И принялся надевать шубу. Я понял, что разговор окончен.

По дороге домой решил прогуляться пешком. У меня и в самом деле родилась одна симпатичная идея.


Назавтра актёры приступили к последним репетициям. Все работали с энтузиазмом, вокруг ёлки царило оживление, и режиссёр был доволен. Он даже удалился в свой кабинет выпить чашечку кофе в компании с главрежем и завлитом. А оттачивать последние штрихи в репетиции было поручено помрежу.

Тут-то и закипела работа.

Саша стоял с хронометром и поглядывал на циферблат. Николай Степаныч энергично прошёл к ёлке, ещё в дверях декламируя приветственный спич. Царственно развернулся и отечески приобнял Снегурку. Софья Пална в мгновение ока растаяла, расцвела, серебристым колокольчиком рассыпала свой монолог. И пошло-поехало!

Баба Яга на пару с Кощеем трещали как сороки. Снежинки порхали точно заведённые, пираты с чертями отплясывали чечётку, дробно стуча об пол бутафорскими саблями, кинжалами и хвостами на проволочных каркасах. И даже империалисты курили фальшивые сигары с удвоенной скоростью, попутно перебрасываясь, как завзятые баскетболисты, набитыми мешочками со стилизованным изображением хищного капиталистического дензнака.

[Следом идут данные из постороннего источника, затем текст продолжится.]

//! Blob storage for audit photos
//!
//! Uploads are best-effort: callers record a failed upload as a sentinel
//! string instead of failing the audit.

mod http;

pub use http::HttpBlobStore;

use bytes::Bytes;
use std::collections::HashMap;
use tokio::sync::RwLock;

use crate::types::{FieldOpsError, Result};

/// Opaque file store keyed by file id
#[async_trait::async_trait]
pub trait BlobStore: Send + Sync {
    /// Store bytes under a suggested name and return the file id
    async fn upload(&self, data: Bytes, name: &str) -> Result<String>;

    /// Fetch bytes by file id; `NotFound` when absent
    async fn download(&self, file_id: &str) -> Result<Bytes>;

    /// Turn a sharing URL into a file id
    async fn resolve(&self, sharing_url: &str) -> Result<String>;

    /// Short name for health output
    fn backend(&self) -> &'static str;
}

/// In-memory blob store (for testing/local development)
#[derive(Default)]
pub struct MemoryBlobStore {
    blobs: RwLock<HashMap<String, Bytes>>,
}

impl MemoryBlobStore {
    pub fn new() -> Self {
        Self::default()
    }

    pub async fn len(&self) -> usize {
        self.blobs.read().await.len()
    }
}

#[async_trait::async_trait]
impl BlobStore for MemoryBlobStore {
    async fn upload(&self, data: Bytes, name: &str) -> Result<String> {
        let id = format!("{}-{}", uuid::Uuid::new_v4().simple(), name);
        self.blobs.write().await.insert(id.clone(), data);
        Ok(id)
    }

    async fn download(&self, file_id: &str) -> Result<Bytes> {
        self.blobs
            .read()
            .await
            .get(file_id)
            .cloned()
            .ok_or_else(|| FieldOpsError::NotFound("Image not found".into()))
    }

    async fn resolve(&self, sharing_url: &str) -> Result<String> {
        // Ids double as sharing URLs here
        if self.blobs.read().await.contains_key(sharing_url) {
            Ok(sharing_url.to_string())
        } else {
            Err(FieldOpsError::NotFound("Image not found".into()))
        }
    }

    fn backend(&self) -> &'static str {
        "memory"
    }
}

/// Store used when no STORAGE_URL is configured outside dev mode
pub struct UnavailableBlobStore;

#[async_trait::async_trait]
impl BlobStore for UnavailableBlobStore {
    async fn upload(&self, _data: Bytes, _name: &str) -> Result<String> {
        Err(FieldOpsError::Storage("Blob storage is not configured".into()))
    }

    async fn download(&self, _file_id: &str) -> Result<Bytes> {
        Err(FieldOpsError::Storage("Blob storage is not configured".into()))
    }

    async fn resolve(&self, _sharing_url: &str) -> Result<String> {
        Err(FieldOpsError::Storage("Blob storage is not configured".into()))
    }

    fn backend(&self) -> &'static str {
        "unavailable"
    }
}

#[cfg(test)]
mod tests {
    use super::*;

    #[tokio::test]
    async fn test_memory_round_trip() {
        let store = MemoryBlobStore::new();
        let id = store.upload(Bytes::from_static(b"jpeg"), "start.jpg").await.unwrap();
        assert!(id.ends_with("start.jpg"));
        assert_eq!(store.download(&id).await.unwrap(), Bytes::from_static(b"jpeg"));
        assert_eq!(store.resolve(&id).await.unwrap(), id);
        assert_eq!(store.download("missing").await.unwrap_err().status_code(), 404);
    }

    #[tokio::test]
    async fn test_unavailable_store_fails_uploads() {
        let err = UnavailableBlobStore
            .upload(Bytes::from_static(b"x"), "a.jpg")
            .await
            .unwrap_err();
        assert!(matches!(err, FieldOpsError::Storage(_)));
    }
}
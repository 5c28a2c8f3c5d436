//! Authentication and authorization for fieldops
//!
//! Provides:
//! - JWT access/refresh token generation and validation
//! - Role levels for route authorization
//! - Password hashing with Argon2

pub mod jwt;
pub mod password;
pub mod permissions;

pub use jwt::{extract_token_from_header, Claims, JwtValidator, TokenInput, TokenType, TokenValidationResult};
pub use password::{check_password_policy, hash_password, verify_password, MIN_PASSWORD_LEN};
pub use permissions::{required_role, Role};
//! School identity keys and order-preserving dedup

use std::collections::HashSet;
use tracing::warn;

use crate::db::schemas::SchoolEntry;

/// `lowercase(school_name)|lowercase(city)`
pub fn identity_key(school_name: &str, city: &str) -> String {
    format!("{}|{}", school_name.to_lowercase(), city.to_lowercase())
}

/// Schools with duplicates collapsed to their first occurrence
#[derive(Debug, Clone, Default)]
pub struct Deduped {
    pub schools: Vec<SchoolEntry>,
    pub duplicates_removed: usize,
}

impl Deduped {
    /// (school_name, city) pairs for the audit lookup
    pub fn pairs(&self) -> Vec<(String, String)> {
        self.schools
            .iter()
            .map(|s| (s.school_name.clone(), s.city.clone()))
            .collect()
    }
}

/// Single pass keeping the first school seen for each identity key
pub fn dedup_schools(schools: &[SchoolEntry]) -> Deduped {
    let mut seen = HashSet::with_capacity(schools.len());
    let mut unique = Vec::with_capacity(schools.len());

    for school in schools {
        if seen.insert(identity_key(&school.school_name, &school.city)) {
            unique.push(school.clone());
        } else {
            warn!(
                school = %school.school_name,
                city = %school.city,
                "Duplicate school removed"
            );
        }
    }

    Deduped {
        duplicates_removed: schools.len() - unique.len(),
        schools: unique,
    }
}

#[cfg(test)]
mod tests {
    use super::*;

    #[test]
    fn test_identity_key_lowercases_both_parts() {
        assert_eq!(identity_key("St. Mary's", "PUNE"), "st. mary's|pune");
        assert_ne!(identity_key("A", "Pune"), identity_key("A", "Mumbai"));
    }

    #[test]
    fn test_dedup_keeps_first_occurrence_in_order() {
        let mut first = SchoolEntry::new("St. Mary's", "Pune");
        first.audit_id = Some("first".into());
        let mut dup = SchoolEntry::new("st. mary's", "pune");
        dup.audit_id = Some("dup".into());

        let schools = vec![
            SchoolEntry::new("Zenith", "Mumbai"),
            first,
            SchoolEntry::new("Apex", "Pune"),
            dup,
            SchoolEntry::new("Zenith", "Mumbai"),
        ];

        let deduped = dedup_schools(&schools);
        assert_eq!(deduped.duplicates_removed, 2);

        let names: Vec<_> = deduped.schools.iter().map(|s| s.school_name.as_str()).collect();
        assert_eq!(names, vec!["Zenith", "St. Mary's", "Apex"]);
        assert_eq!(deduped.schools[1].audit_id.as_deref(), Some("first"));
    }

    #[test]
    fn test_dedup_counts_match_distinct_keys() {
        // N schools over K keys always yields K schools and N-K removed
        let cities = ["Pune", "Mumbai", "pune"];
        let schools: Vec<_> = (0..12)
            .map(|i| SchoolEntry::new(format!("School {}", i % 4), cities[i % 3]))
            .collect();

        let keys: HashSet<_> = schools
            .iter()
            .map(|s| identity_key(&s.school_name, &s.city))
            .collect();

        let deduped = dedup_schools(&schools);
        assert_eq!(deduped.schools.len(), keys.len());
        assert_eq!(deduped.duplicates_removed, schools.len() - keys.len());
    }

    #[test]
    fn test_dedup_empty() {
        let deduped = dedup_schools(&[]);
        assert!(deduped.schools.is_empty());
        assert_eq!(deduped.duplicates_removed, 0);
        assert!(deduped.pairs().is_empty());
    }
}
//! HTTP routes for school assignments
//!
//! - POST   /api/school-assignment/assign-schools
//! - GET    /api/school-assignment/check-assignment/{trainer}/{date}
//! - GET    /api/school-assignment/today-assignments/{trainer}?date=
//! - GET    /api/school-assignment/today-assignments-with-audit-status/{trainer}?date=
//! - PUT    /api/school-assignment/update-assignment/{id}
//! - DELETE /api/school-assignment/delete-assignment/{id}
//! - POST   /api/school-assignment/sync-audit-status
//! - POST   /api/school-assignment/bulk-assign
//! - GET    /api/school-assignment/trainer-assignments/{trainer}?start_date=&end_date=
//! - GET    /api/school-assignment/controller-assignments/{controller}?date_filter=

use hyper::{Method, Request, Response, StatusCode};
use serde::Deserialize;
use serde_json::{json, Value};
use std::sync::Arc;

use super::{
    base_url, cors_preflight, decode_segment, error_response, json_response, method_not_allowed,
    not_found, parse_json_body, query_params, BoxBody, MAX_JSON_BODY,
};
use crate::reconcile::StatusSummary;
use crate::server::AppState;
use crate::services::assignments::{
    AssignOutcome, AssignRequest, BulkRequest, DateFilter, SyncRequest, UpdateOutcome,
    UpdateRequest,
};
use crate::types::Result;

const PREFIX: &str = "/api/school-assignment";

#[derive(Debug, Default, Deserialize)]
struct DateQuery {
    date: Option<String>,
}

#[derive(Debug, Default, Deserialize)]
struct RangeQuery {
    start_date: Option<String>,
    end_date: Option<String>,
}

#[derive(Debug, Default, Deserialize)]
struct FilterQuery {
    date_filter: Option<String>,
}

// =============================================================================
// Route Handlers
// =============================================================================

/// POST /assign-schools
async fn handle_assign(req: Request<hyper::body::Incoming>, state: Arc<AppState>) -> Result<Response<BoxBody>> {
    let body: AssignRequest = parse_json_body(req, MAX_JSON_BODY).await?;

    let outcome = state.assignments.assign_schools(body, state.args.today()).await?;
    Ok(assign_response(outcome))
}

/// 201 on success, 409 with the existing assignment on conflict
fn assign_response(outcome: AssignOutcome) -> Response<BoxBody> {
    match outcome {
        AssignOutcome::Assigned(result) => json_response(StatusCode::CREATED, &result),
        AssignOutcome::Conflict(existing) => json_response(
            StatusCode::CONFLICT,
            &json!({
                "error": "Trainer already has an assignment for this date",
                "conflict": true,
                "existing_assignment": existing.summary_json(),
            }),
        ),
    }
}

/// GET /check-assignment/{trainer}/{date}
async fn handle_check(state: Arc<AppState>, trainer: &str, date: &str) -> Result<Response<BoxBody>> {
    let body = match state.assignments.check_assignment(trainer, date).await? {
        Some(existing) => json!({ "exists": true, "assignment": existing.summary_json() }),
        None => json!({ "exists": false }),
    };
    Ok(json_response(StatusCode::OK, &body))
}

/// GET /today-assignments/{trainer}
async fn handle_today(
    req: Request<hyper::body::Incoming>,
    state: Arc<AppState>,
    trainer: &str,
) -> Result<Response<BoxBody>> {
    let query: DateQuery = query_params(&req)?;
    let base = base_url(&req);
    let day = state
        .assignments
        .today_assignments(trainer, query.date.as_deref(), state.args.today())
        .await?;

    let body = match day.found {
        Some((assignment, view)) => json!({
            "assignment": assignment.to_json(),
            "schools": view.schools.iter().map(|s| s.to_json(&base)).collect::<Vec<_>>(),
            "assignment_date": day.assignment_date,
            "summary": view.summary,
            "duplicates_removed": view.duplicates_removed,
        }),
        None => json!({
            "message": "No assignment found for this date",
            "assignment": Value::Null,
            "schools": [],
            "assignment_date": day.assignment_date,
            "summary": StatusSummary::default(),
            "duplicates_removed": 0,
        }),
    };
    Ok(json_response(StatusCode::OK, &body))
}

/// GET /today-assignments-with-audit-status/{trainer}
async fn handle_today_stored(
    req: Request<hyper::body::Incoming>,
    state: Arc<AppState>,
    trainer: &str,
) -> Result<Response<BoxBody>> {
    let query: DateQuery = query_params(&req)?;
    let view = state
        .assignments
        .today_assignments_with_audit_status(trainer, query.date.as_deref(), state.args.today())
        .await?;

    let mut body = json!({
        "assignment": view.assignment.as_ref().map(|a| a.to_json()),
        "schools": view.schools.iter().map(|s| s.to_json()).collect::<Vec<_>>(),
        "assignment_date": view.assignment_date,
        "summary": view.summary,
        "duplicates_removed": view.duplicates_removed,
    });
    if view.assignment.is_none() {
        body["message"] = json!("No assignment found for this date");
    }
    Ok(json_response(StatusCode::OK, &body))
}

/// PUT /update-assignment/{id}
async fn handle_update(
    req: Request<hyper::body::Incoming>,
    state: Arc<AppState>,
    id: String,
) -> Result<Response<BoxBody>> {
    let body: UpdateRequest = parse_json_body(req, MAX_JSON_BODY).await?;

    let outcome = state
        .assignments
        .update_assignment(&id, body, state.args.today())
        .await?;
    Ok(update_response(outcome))
}

/// 200 on success, 403 when a past assignment is edited without override
fn update_response(outcome: UpdateOutcome) -> Response<BoxBody> {
    match outcome {
        UpdateOutcome::Updated(result) => json_response(StatusCode::OK, &result),
        UpdateOutcome::PastBlocked { assignment_date } => json_response(
            StatusCode::FORBIDDEN,
            &json!({
                "error": "Cannot edit past assignments",
                "assignment_date": assignment_date,
                "is_past": true,
            }),
        ),
    }
}

/// DELETE /delete-assignment/{id}
async fn handle_delete(state: Arc<AppState>, id: &str) -> Result<Response<BoxBody>> {
    state.assignments.delete_assignment(id).await?;
    Ok(json_response(
        StatusCode::OK,
        &json!({ "message": "Assignment deleted successfully", "assignment_id": id }),
    ))
}

/// POST /sync-audit-status
async fn handle_sync(req: Request<hyper::body::Incoming>, state: Arc<AppState>) -> Result<Response<BoxBody>> {
    let body: SyncRequest = parse_json_body(req, MAX_JSON_BODY).await?;
    let report = state
        .assignments
        .sync_audit_status(body, state.args.today())
        .await?;
    Ok(json_response(StatusCode::OK, &report))
}

/// POST /bulk-assign
async fn handle_bulk(req: Request<hyper::body::Incoming>, state: Arc<AppState>) -> Result<Response<BoxBody>> {
    let body: BulkRequest = parse_json_body(req, MAX_JSON_BODY).await?;
    let report = state.assignments.bulk_assign(body, state.args.today()).await?;
    Ok(json_response(StatusCode::OK, &report))
}

/// GET /trainer-assignments/{trainer}
async fn handle_trainer_list(
    req: Request<hyper::body::Incoming>,
    state: Arc<AppState>,
    trainer: &str,
) -> Result<Response<BoxBody>> {
    let query: RangeQuery = query_params(&req)?;
    let assignments = state
        .assignments
        .trainer_assignments(
            trainer,
            query.start_date.as_deref(),
            query.end_date.as_deref(),
            state.args.today(),
        )
        .await?;

    Ok(json_response(
        StatusCode::OK,
        &json!({
            "trainer_email": trainer,
            "assignments": assignments.iter().map(|a| a.to_json()).collect::<Vec<_>>(),
            "total_count": assignments.len(),
        }),
    ))
}

/// GET /controller-assignments/{controller}
async fn handle_controller_list(
    req: Request<hyper::body::Incoming>,
    state: Arc<AppState>,
    controller: &str,
) -> Result<Response<BoxBody>> {
    let query: FilterQuery = query_params(&req)?;
    let filter = match query.date_filter.as_deref() {
        Some(raw) if !raw.is_empty() => raw.parse::<DateFilter>()?,
        _ => DateFilter::default(),
    };

    let rows = state
        .assignments
        .controller_assignments(controller, filter, state.args.today())
        .await?;
    let assignments: Vec<Value> = rows
        .iter()
        .map(|(assignment, trainer_name)| {
            let mut v = assignment.to_json();
            v["trainer_name"] = json!(trainer_name);
            v
        })
        .collect();

    Ok(json_response(
        StatusCode::OK,
        &json!({
            "controller_email": controller,
            "date_filter": filter,
            "total_count": assignments.len(),
            "assignments": assignments,
        }),
    ))
}

// =============================================================================
// Router
// =============================================================================

/// Route `/api/school-assignment/*` requests
pub async fn handle_assignment_request(
    req: Request<hyper::body::Incoming>,
    state: Arc<AppState>,
) -> Option<Response<BoxBody>> {
    let path = req.uri().path().to_string();
    let rest = path.strip_prefix(PREFIX)?;

    if req.method() == Method::OPTIONS {
        return Some(cors_preflight());
    }

    let method = req.method().clone();
    let segments: Vec<&str> = rest.trim_start_matches('/').split('/').collect();

    let result = match (&method, segments.as_slice()) {
        (&Method::POST, ["assign-schools"]) => handle_assign(req, state).await,
        (&Method::GET, ["check-assignment", trainer, date]) => {
            handle_check(state, &decode_segment(trainer), &decode_segment(date)).await
        }
        (&Method::GET, ["today-assignments", trainer]) => {
            handle_today(req, state, &decode_segment(trainer)).await
        }
        (&Method::GET, ["today-assignments-with-audit-status", trainer]) => {
            handle_today_stored(req, state, &decode_segment(trainer)).await
        }
        (&Method::PUT, ["update-assignment", id]) => {
            handle_update(req, state, decode_segment(id)).await
        }
        (&Method::DELETE, ["delete-assignment", id]) => {
            handle_delete(state, &decode_segment(id)).await
        }
        (&Method::POST, ["sync-audit-status"]) => handle_sync(req, state).await,
        (&Method::POST, ["bulk-assign"]) => handle_bulk(req, state).await,
        (&Method::GET, ["trainer-assignments", trainer]) => {
            handle_trainer_list(req, state, &decode_segment(trainer)).await
        }
        (&Method::GET, ["controller-assignments", controller]) => {
            handle_controller_list(req, state, &decode_segment(controller)).await
        }

        // Known endpoint, wrong method
        (_, ["assign-schools"])
        | (_, ["check-assignment", _, _])
        | (_, ["today-assignments", _])
        | (_, ["today-assignments-with-audit-status", _])
        | (_, ["update-assignment", _])
        | (_, ["delete-assignment", _])
        | (_, ["sync-audit-status"])
        | (_, ["bulk-assign"])
        | (_, ["trainer-assignments", _])
        | (_, ["controller-assignments", _]) => return Some(method_not_allowed()),

        _ => return Some(not_found("Assignment endpoint not found")),
    };

    Some(result.unwrap_or_else(|e| error_response(&e)))
}

#[cfg(test)]
mod tests {
    use super::*;
    use crate::db::schemas::{AssignmentDoc, SchoolEntry};
    use crate::services::assignments::{AssignResult, UpdateResult};
    use http_body_util::BodyExt;

    async fn body_json(resp: Response<BoxBody>) -> Value {
        let bytes = resp.into_body().collect().await.unwrap().to_bytes();
        serde_json::from_slice(&bytes).unwrap()
    }

    #[tokio::test]
    async fn test_assign_conflict_is_409_with_existing_assignment() {
        let mut existing = AssignmentDoc::new(
            "c@example.com".into(),
            "t@example.com".into(),
            "2026-10-19".into(),
            vec![SchoolEntry::new("Apex School", "Pune")],
        );
        existing._id = Some(bson::oid::ObjectId::new());

        let resp = assign_response(AssignOutcome::Conflict(existing));
        assert_eq!(resp.status(), StatusCode::CONFLICT);

        let body = body_json(resp).await;
        assert_eq!(body["conflict"], true);
        assert_eq!(body["existing_assignment"]["schools_count"], 1);
        assert!(body["error"].as_str().is_some());
    }

    #[tokio::test]
    async fn test_assign_success_is_201() {
        let resp = assign_response(AssignOutcome::Assigned(AssignResult {
            message: "ok".into(),
            assignment_id: "abc".into(),
            assignment_date: "2026-10-19".into(),
            trainer_email: "t@example.com".into(),
            schools_count: 2,
            overwritten: false,
        }));
        assert_eq!(resp.status(), StatusCode::CREATED);
        assert_eq!(body_json(resp).await["schools_count"], 2);
    }

    #[tokio::test]
    async fn test_past_edit_is_403_and_flagged() {
        let resp = update_response(UpdateOutcome::PastBlocked {
            assignment_date: "2026-10-01".into(),
        });
        assert_eq!(resp.status(), StatusCode::FORBIDDEN);

        let body = body_json(resp).await;
        assert_eq!(body["is_past"], true);
        assert_eq!(body["assignment_date"], "2026-10-01");
    }

    #[tokio::test]
    async fn test_update_success_is_200() {
        let resp = update_response(UpdateOutcome::Updated(UpdateResult {
            message: "ok".into(),
            assignment_id: "abc".into(),
            schools_count: 1,
            assignment_date: "2026-10-19".into(),
            is_past_assignment: true,
        }));
        assert_eq!(resp.status(), StatusCode::OK);
        assert_eq!(body_json(resp).await["is_past_assignment"], true);
    }
}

Казалось, актёры наперебой соревновались, кто отыграет свой выход быстрее, ловчее и при этом не скатившись в окончательный гротеск. Хотя такому сценарию не помешала бы самая отчаянная фантасмагория!

— Минус десять минут и двадцать три секунды, — торжественно сообщил после прогона Саша.

— Стоп машина! — скомандовал раскрасневшийся Степаныч. — Чуток перебор. Сбавить обороты пиратам, империалисты — больше достоинства. Да и мы со Снегуркой частим немилосердно.

И он вновь легонько обнял партнёршу, которая тут же принялась млеть в его объятиях. И сомлела бы, не вернись режиссёр. Объявили перерыв, после чего был последний прогон — без сучка без задоринки.

Режиссёр распустил всех до завтра, а я сверил часы. Теперь интермедия заняла час и пять минут. Прогресс был налицо, и здравый смысл в сюжете соблюдён, насколько это позволял сценарий, напичканный форумами коммунистов, лозунгами и призывами. Что поделаешь!


Между тем с успехом прошло первое представление, за ним второе, и пятое миновало. Мы перевалили через новогоднюю ночь, денёк передохнули и продолжили свою ёлочную вахту.

Николай Степаныч по-прежнему дирижировал постановкой на правах главного персонажа, чутко держа руку на пульсе действия. Третий на дню спектакль мы всякий раз играли на пять, а то и десять минут быстрее, выкраивая перед последней ёлкой минуты отдыха.

Правда, теперь в это негласное соцсоревнование за сэкономленные секунды включился и я. Тому было банальное объяснение.

Дело в том, что уже к десятому представлению новогодняя интермедия нам порядком осточертела. И если актёрам обрыдло все это играть, то мне — даже просто крутить и слушать фонограмму. Ёлки шли по четыре в день, и от этой нескончаемой жвачки с картонной интригой, деловитыми хороводами и перевоспитанием наиболее плохих персонажей у меня уже болела голова.

И я решил тоже внести вклад в общее дело. Мало-помалу, от спектакля к спектаклю, я стал понемногу сокращать фонограмму. И разошёлся на славу. То вступительную увертюру урежу, то Чайковского к ритуальному «ну-ка-ёлочка-за-жгись!» смикширую. Она ведь всё равно уже горит, к чему лишняя музыка?

Дошло до того, что я замахнулся на святое: «В лесу родилась ёлочка» у меня добралась лишь до лошадки мохноногой. И куда она бежала-торопилась, так для всего хоровода и осталось тайной.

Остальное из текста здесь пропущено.